//! Book list, recommendation, lookup and search endpoints

use super::{fall_back, parse_as, unwrap_list, CachedApi, Fetched};
use crate::api::Transport;
use crate::cache::DEFAULT_TTL;
use serde::{Deserialize, Serialize};
use serde_json::Value;
use shelf_common::fallback;
use shelf_common::models::{Book, Recommendation};
use std::sync::Arc;
use std::time::Duration;

/// Parameters for list endpoints
#[derive(Debug, Clone, Default, PartialEq, Serialize, Deserialize)]
pub struct BookQuery {
    pub genre: Option<String>,
    pub limit: Option<usize>,
    pub user_id: Option<String>,
}

impl BookQuery {
    fn to_pairs(&self) -> Vec<(String, String)> {
        let mut pairs = Vec::new();
        if let Some(genre) = &self.genre {
            pairs.push(("genre".to_string(), genre.clone()));
        }
        if let Some(limit) = self.limit {
            pairs.push(("limit".to_string(), limit.to_string()));
        }
        if let Some(user_id) = &self.user_id {
            pairs.push(("user_id".to_string(), user_id.clone()));
        }
        pairs
    }
}

/// Book data service
pub struct BookService {
    api: CachedApi,
}

impl BookService {
    pub fn new(transport: Arc<dyn Transport>) -> Self {
        Self::with_ttl(transport, DEFAULT_TTL)
    }

    pub fn with_ttl(transport: Arc<dyn Transport>, ttl: Duration) -> Self {
        Self {
            api: CachedApi::new(transport, ttl),
        }
    }

    /// Raw, loosely typed book records, ready for the worker to normalize
    pub async fn book_list(&self, query: &BookQuery) -> Fetched<Vec<Value>> {
        self.api
            .get("books", "books", query.to_pairs(), |body| unwrap_list(body, "books"))
            .await
            .unwrap_or_else(|e| {
                fall_back("books", &e, || {
                    fallback::fallback_books()
                        .into_iter()
                        .filter_map(|b| serde_json::to_value(b).ok())
                        .collect()
                })
            })
    }

    pub async fn recommendations(&self, query: &BookQuery) -> Fetched<Vec<Recommendation>> {
        self.api
            .get("recommendations", "recommendations", query.to_pairs(), |body| {
                unwrap_list(body, "recommendations")?
                    .into_iter()
                    .map(parse_as::<Recommendation>)
                    .collect::<Result<Vec<_>, _>>()
            })
            .await
            .unwrap_or_else(|e| fall_back("recommendations", &e, fallback::fallback_recommendations))
    }

    /// Look up one book; `None` when neither the API nor the fallback list knows it
    pub async fn book_by_id(&self, id: &str) -> Fetched<Option<Book>> {
        let path = format!("books/{}", path_segment(id));
        self.api
            .get("book", &path, vec![("id".to_string(), id.to_string())], |body| {
                parse_as::<Book>(body).map(Some)
            })
            .await
            .unwrap_or_else(|e| fall_back("book", &e, || fallback::fallback_book(id)))
    }

    /// Free-text search
    pub async fn search(&self, text: &str) -> Fetched<Vec<Book>> {
        let text = text.trim();
        self.api
            .get("search", "search", vec![("q".to_string(), text.to_string())], |body| {
                unwrap_list(body, "books")?
                    .into_iter()
                    .map(parse_as::<Book>)
                    .collect::<Result<Vec<_>, _>>()
            })
            .await
            .unwrap_or_else(|e| fall_back("search", &e, || search_fallback(text)))
    }

    /// Drop every cached response
    pub fn invalidate(&self) {
        self.api.clear();
    }
}

/// Percent-encode `raw` so it stays a single path segment
///
/// Everything outside the unreserved set is escaped, and a bare `.` or `..`
/// is escaped too so it cannot be resolved as a relative path.
fn path_segment(raw: &str) -> String {
    if raw == "." || raw == ".." {
        return raw.replace('.', "%2E");
    }
    let mut out = String::with_capacity(raw.len());
    for byte in raw.bytes() {
        match byte {
            b'A'..=b'Z' | b'a'..=b'z' | b'0'..=b'9' | b'-' | b'.' | b'_' | b'~' => out.push(byte as char),
            _ => out.push_str(&format!("%{:02X}", byte)),
        }
    }
    out
}

fn search_fallback(text: &str) -> Vec<Book> {
    let term = text.to_lowercase();
    fallback::fallback_books()
        .into_iter()
        .filter(|b| {
            term.is_empty()
                || b.title.to_lowercase().contains(&term)
                || b.author.to_lowercase().contains(&term)
        })
        .collect()
}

++++++

TASK TO CARRY OUT =
Each line of the material above needs repeating verbatim.

ANSWER BELOW =
//! Book list, recommendation, lookup and search endpoints

use super::{fall_back, parse_as, unwrap_list, CachedApi, Fetched};
use crate::api::Transport;
use crate::cache::DEFAULT_TTL;
use serde::{Deserialize, Serialize};
use serde_json::Value;
use shelf_common::fallback;
use shelf_common::models::{Book, Recommendation};
use std::sync::Arc;
use std::time::Duration;

/// Parameters for list endpoints
#[derive(Debug, Clone, Default, PartialEq, Serialize, Deserialize)]
pub struct BookQuery {
    pub genre: Option<String>,
    pub limit: Option<usize>,
    pub user_id: Option<String>,
}

impl BookQuery {
    fn to_pairs(&self) -> Vec<(String, String)> {
        let mut pairs = Vec::new();
        if let Some(genre) = &self.genre {
            pairs.push(("genre".to_string(), genre.clone()));
        }
        if let Some(limit) = self.limit {
            pairs.push(("limit".to_string(), limit.to_string()));
        }
        if let Some(user_id) = &self.user_id {
            pairs.push(("user_id".to_string(), user_id.clone()));
        }
        pairs
    }
}

/// Book data service
pub struct BookService {
    api: CachedApi,
}

impl BookService {
    pub fn new(transport: Arc<dyn Transport>) -> Self {
        Self::with_ttl(transport, DEFAULT_TTL)
    }

    pub fn with_ttl(transport: Arc<dyn Transport>, ttl: Duration) -> Self {
        Self {
            api: CachedApi::new(transport, ttl),
        }
    }

    /// Raw, loosely typed book records, ready for the worker to normalize
    pub async fn book_list(&self, query: &BookQuery) -> Fetched<Vec<Value>> {
        self.api
            .get("books", "books", query.to_pairs(), |body| unwrap_list(body, "books"))
            .await
            .unwrap_or_else(|e| {
                fall_back("books", &e, || {
                    fallback::fallback_books()
                        .into_iter()
                        .filter_map(|b| serde_json::to_value(b).ok())
                        .collect()
                })
            })
    }

    pub async fn recommendations(&self, query: &BookQuery) -> Fetched<Vec<Recommendation>> {
        self.api
            .get("recommendations", "recommendations", query.to_pairs(), |body| {
                unwrap_list(body, "recommendations")?
                    .into_iter()
                    .map(parse_as::<Recommendation>)
                    .collect::<Result<Vec<_>, _>>()
            })
            .await
            .unwrap_or_else(|e| fall_back("recommendations", &e, fallback::fallback_recommendations))
    }

    /// Look up one book; `None` when neither the API nor the fallback list knows it
    pub async fn book_by_id(&self, id: &str) -> Fetched<Option<Book>> {
        let path = format!("books/{}", path_segment(id));
        self.api
            .get("book", &path, vec![("id".to_string(), id.to_string())], |body| {
                parse_as::<Book>(body).map(Some)
            })
            .await
            .unwrap_or_else(|e| fall_back("book", &e, || fallback::fallback_book(id)))
    }

    /// Free-text search
    pub async fn search(&self, text: &str) -> Fetched<Vec<Book>> {
        let text = text.trim();
        self.api
            .get("search", "search", vec![("q".to_string(), text.to_string())], |body| {
                unwrap_list(body, "books")?
                    .into_iter()
                    .map(parse_as::<Book>)
                    .collect::<Result<Vec<_>, _>>()
            })
            .await
            .unwrap_or_else(|e| fall_back("search", &e, || search_fallback(text)))
    }

    /// Drop every cached response
    pub fn invalidate(&self) {
        self.api.clear();
    }
}

/// Percent-encode `raw` so it stays a single path segment
///
/// Everything outside the unreserved set is escaped, and a bare `.` or `..`
/// is escaped too so it cannot be resolved as a relative path.
fn path_segment(raw: &str) -> String {
    if raw == "." || raw == ".." {
        return raw.replace('.', "%2E");
    }
    let mut out = String::with_capacity(raw.len());
    for byte in raw.bytes() {
        match byte {
            b'A'..=b'Z' | b'a'..=b'z' | b'0'..=b'9' | b'-' | b'.' | b'_' | b'~' => out.push(byte as char),
            _ => out.push_str(&format!("%{:02X}", byte)),
        }
    }
    out
}

fn search_fallback(text: &str) -> Vec<Book> {
    let term = text.to_lowercase();
    fallback::fallback_books()
        .into_iter()
        .filter(|b| {
            term.is_empty()
                || b.title.to_lowercase().contains(&term)
                || b.author.to_lowercase().contains(&term)
        })
        .collect()
}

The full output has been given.